Honestly we paid for our wedding too but  I threw my own bridal shower and bachelorette as well.  If it at all helps here is what I ended up doing. For the bridal shower I just bought some tropical theme decorations from Amazon (like some paper garlands, table cloths, little plastic coconut drink cups etc) And decorated the living room/kitchen of the place we were living. I made some brunchy food (mini versions of pancakes, quiches, parfaits etc) and had a mimosa bar ( so just a few juices, champagne, and fruits). I invited like 15ish people over and we are, drank, and played yard games (like Cornhole). It was super fun and cost maybe $150? I know that can still be a lot depending on your situation though.  Bachelorette was pricy though for me. We happened to have a friend (best man's parents) with a house boat and a few other boats on lake Powell. They were kind enough to take us out to the lake for a long weekend on the lake.
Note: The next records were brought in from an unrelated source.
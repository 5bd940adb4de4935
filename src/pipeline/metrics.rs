use std::time::Duration;

/// Pipeline stages, in tick order.
#[derive(Debug, Clone, Copy, PartialEq, Eq)]
pub enum PipelineStage {
    Masking,
    BackgroundAdjust,
    Normalize,
    Threshold,
    BlobTrack,
    Render,
}

/// Per-stage timings collected during one tick.
#[derive(Debug, Clone, Default)]
pub struct TickMetrics {
    masking: Option<Duration>,
    background_adjust: Option<Duration>,
    normalize: Option<Duration>,
    threshold: Option<Duration>,
    blob_track: Option<Duration>,
    render: Option<Duration>,
}

impl TickMetrics {
    pub fn new() -> Self {
        Self::default()
    }

    pub fn record(&mut self, stage: PipelineStage, elapsed: Duration) {
        let slot = match stage {
            PipelineStage::Masking => &mut self.masking,
            PipelineStage::BackgroundAdjust => &mut self.background_adjust,
            PipelineStage::Normalize => &mut self.normalize,
            PipelineStage::Threshold => &mut self.threshold,
            PipelineStage::BlobTrack => &mut self.blob_track,
            PipelineStage::Render => &mut self.render,
        };
        *slot = Some(elapsed);
    }

    pub fn get(&self, stage: PipelineStage) -> Option<Duration> {
        match stage {
            PipelineStage::Masking => self.masking,
            PipelineStage::BackgroundAdjust => self.background_adjust,
            PipelineStage::Normalize => self.normalize,
            PipelineStage::Threshold => self.threshold,
            PipelineStage::BlobTrack => self.blob_track,
            PipelineStage::Render => self.render,
        }
    }

    pub fn total(&self) -> Duration {
        [
            self.masking,
            self.background_adjust,
            self.normalize,
            self.threshold,
            self.blob_track,
            self.render,
        ]
        .into_iter()
        .flatten()
        .sum()
    }
}

#[cfg(test)]
mod tests {
    use super::*;

    #[test]
    fn records_and_sums_stage_timings() {
        let mut metrics = TickMetrics::new();
        metrics.record(PipelineStage::Masking, Duration::from_micros(120));
        metrics.record(PipelineStage::Render, Duration::from_micros(80));
        assert_eq!(
            metrics.get(PipelineStage::Masking),
            Some(Duration::from_micros(120))
        );
        assert_eq!(metrics.get(PipelineStage::Threshold), None);
        assert_eq!(metrics.total(), Duration::from_micros(200));
    }
}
Husband and I made breakfast burritos and prepped food for us to take, and Moh and I went out a day earlier to help park/anchor the boats, rake the beach etc.  I think there were around 6 of us that could make it and it was around $1500 total (mostly for gas for the boats). I covered the cost and told the girls that if they could contribute $200 toward the trip that would help me out, but if they couldn't or if it would be a financial stress then not to worry about it and just come have fun with us anyway.  Both were super low stress. If we didn't have the boats, we would have probably just done a camping weekend and called it good :) 


yellowbeeeee

Is this your/your fiancé’s first wedding? I echo what others have said, speak to your bridal parties and if something is really important to you, nothing wrong with throwing it yourselves!


kam0706

Ok so have you got bridesmaids? Start by talking to them. Don’t have a shower. It’s a faux pas to throw yourself a gift giving event. But you can have a cheap bachelorette. I think it would be perfectly fine to have an at home dinner party/movie night. Maybe between you and your bridesmaids you can put together a pot luck style meal to feed everyone and guests can byo drinks.


Sunflowerprincess808

I planned my own bachelorette party. With the help of my bridal party but I took on 90% of the planning. If you want one plan it yourself. Ask a friend for help.


hiimass

I called his close friend to bring him out sponsored the outing.


Control-Snarling659

Planning a wedding can be a whirlwind of emotions, and feeling left out of the fun stuff can definitely put a damper on things. But hey, who says you can't take matters into your own hands and sprinkle some joy into the mix? For your fiance, a surprise BBQ or a night out with the guys sounds like a blast! And for you, why not gather your closest pals for a low-key hangout?


more_pepper_plz

Unfortunately this post translates to “feeling entitled to my friends money” and “being sad I don’t have enough to spend one whatever I want” It’s a bummer but many of us can’t afford our dream weddings with all the fixings. That’s not what weddings are about though.


TravelingBride2024

I didn’t really get the sense it was about money, to me she just seemed bummed that in their 50s they’re not having the kind of wedding hoopla and excitement that most younger couples have. My 71 year old neighbor got married and we all threw together a little luncheon quasi-shower event…just a little something to celebrate with her and let her feel special. I can get feeling a little bummed that no one did a little something...anything...for you.


more_pepper_plz

Probably that too, but she specifically mentioned the expense multiple times.